═══ Study material ═══

//! Plain text rendering of waterfall rows.

use crate::bounds::SpanBounds;
use crate::span_tree::FetchEmbeddedChildrenState;
use crate::spans_list::{EnhancedProcessedSpan, TreeDepth};
use crate::types::{time_point_to_utc_string, MILLISECONDS_PER_SECOND};

#[derive(Debug, Clone, Copy)]
pub struct RenderOptions {
    /// Width of the timeline bar in characters.
    pub bar_width: usize,
    pub show_timestamps: bool,
}

impl Default for RenderOptions {
    fn default() -> Self {
        RenderOptions {
            bar_width: 40,
            show_timestamps: false,
        }
    }
}

pub fn render_waterfall(rows: &[EnhancedProcessedSpan], options: &RenderOptions) -> String {
    let mut out = String::new();
    for row in rows {
        out.push_str(&render_bar(row.bounds(), options.bar_width));
        out.push(' ');
        out.push_str(&render_row(row, options));
        out.push('\n');
    }
    out
}

fn render_row(row: &EnhancedProcessedSpan, options: &RenderOptions) -> String {
    match row {
        EnhancedProcessedSpan::Span(entry) => {
            let span = &entry.span;
            let mut line = tree_prefix(
                entry.tree_depth,
                &entry.continuing_tree_depths,
                entry.is_last_sibling,
                entry.is_root,
            );
            line.push_str(&span.op);
            if let Some(description) = &span.description {
                line.push_str(" - ");
                line.push_str(description);
            }
            line.push_str(&format!(
                " ({:.3}ms)",
                span.duration() * MILLISECONDS_PER_SECOND
            ));
            if let Some(status_code) = span.http_status_code() {
                line.push_str(&format!(" [{status_code}]"));
            }
            if entry.is_sub_tree_hidden && entry.num_of_span_children > 0 {
                line.push_str(&format!(" [+{} hidden]", entry.num_of_span_children));
            }
            if entry.is_embedded_transaction_root {
                line.push_str(" <embedded>");
            }
            match entry.fetch_embedded_children_state {
                FetchEmbeddedChildrenState::Idle => {}
                FetchEmbeddedChildrenState::LoadingEmbeddedTransactions => {
                    line.push_str(" <loading>")
                }
                FetchEmbeddedChildrenState::ErrorFetchingEmbeddedTransactions => {
                    line.push_str(" <error fetching embedded transactions>")
                }
            }
            if options.show_timestamps {
                line.push_str(&format!(
                    " {} - {}",
                    time_point_to_utc_string(span.start_timestamp),
                    time_point_to_utc_string(span.timestamp)
                ));
            }
            line
        }
        EnhancedProcessedSpan::SpanGroupSiblings(entry) => {
            let mut line = tree_prefix(
                entry.tree_depth,
                &entry.continuing_tree_depths,
                entry.is_last_sibling,
                false,
            );
            line.push_str(&format!("{} x{}", entry.op(), entry.spans.len()));
            if let Some(description) = entry.description() {
                line.push_str(" - ");
                line.push_str(description);
            }
            line.push_str(" (autogrouped)");
            line
        }
        EnhancedProcessedSpan::Gap(entry) => {
            let mut line = tree_prefix(
                entry.tree_depth,
                &entry.continuing_tree_depths,
                false,
                false,
            );
            line.push_str(&format!(
                "missing instrumentation ({:.3}ms)",
                (entry.end_timestamp - entry.start_timestamp) * MILLISECONDS_PER_SECOND
            ));
            line
        }
    }
}

/// Connector lines in front of a row. Depth 0 has no connector of its own.
pub fn tree_prefix(
    tree_depth: usize,
    continuing_tree_depths: &[TreeDepth],
    is_last_sibling: bool,
    is_root: bool,
) -> String {
    if is_root || tree_depth == 0 {
        return String::new();
    }

    let mut prefix = String::new();
    for depth in 1..tree_depth {
        let continuing = continuing_tree_depths.iter().find(|d| d.depth() == depth);
        prefix.push_str(match continuing {
            Some(TreeDepth::Regular(_)) => "│  ",
            Some(TreeDepth::Orphan(_)) => "┆  ",
            None => "   ",
        });
    }
    prefix.push_str(if is_last_sibling { "└─ " } else { "├─ " });
    prefix
}

fn render_bar(bounds: &SpanBounds, width: usize) -> String {
    let width = width.max(1);
    let start = ((bounds.start * width as f64).floor() as usize).min(width - 1);
    let end = ((bounds.end * width as f64).ceil() as usize).clamp(start + 1, width);

    let mut bar = String::with_capacity(width + 2);
    bar.push('|');
    for i in 0..width {
        bar.push(if i >= start && i < end { '█' } else { ' ' });
    }
    bar.push('|');
    bar
}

═══

Task brief:
Which lines in the records contain the word "Some"? Copy each one.

Written answer:
            if let Some(description) = &span.description {
            if let Some(status_code) = span.http_status_code() {
            if let Some(description) = entry.description() {
            Some(TreeDepth::Regular(_)) => "│  ",
            Some(TreeDepth::Orphan(_)) => "┆  ",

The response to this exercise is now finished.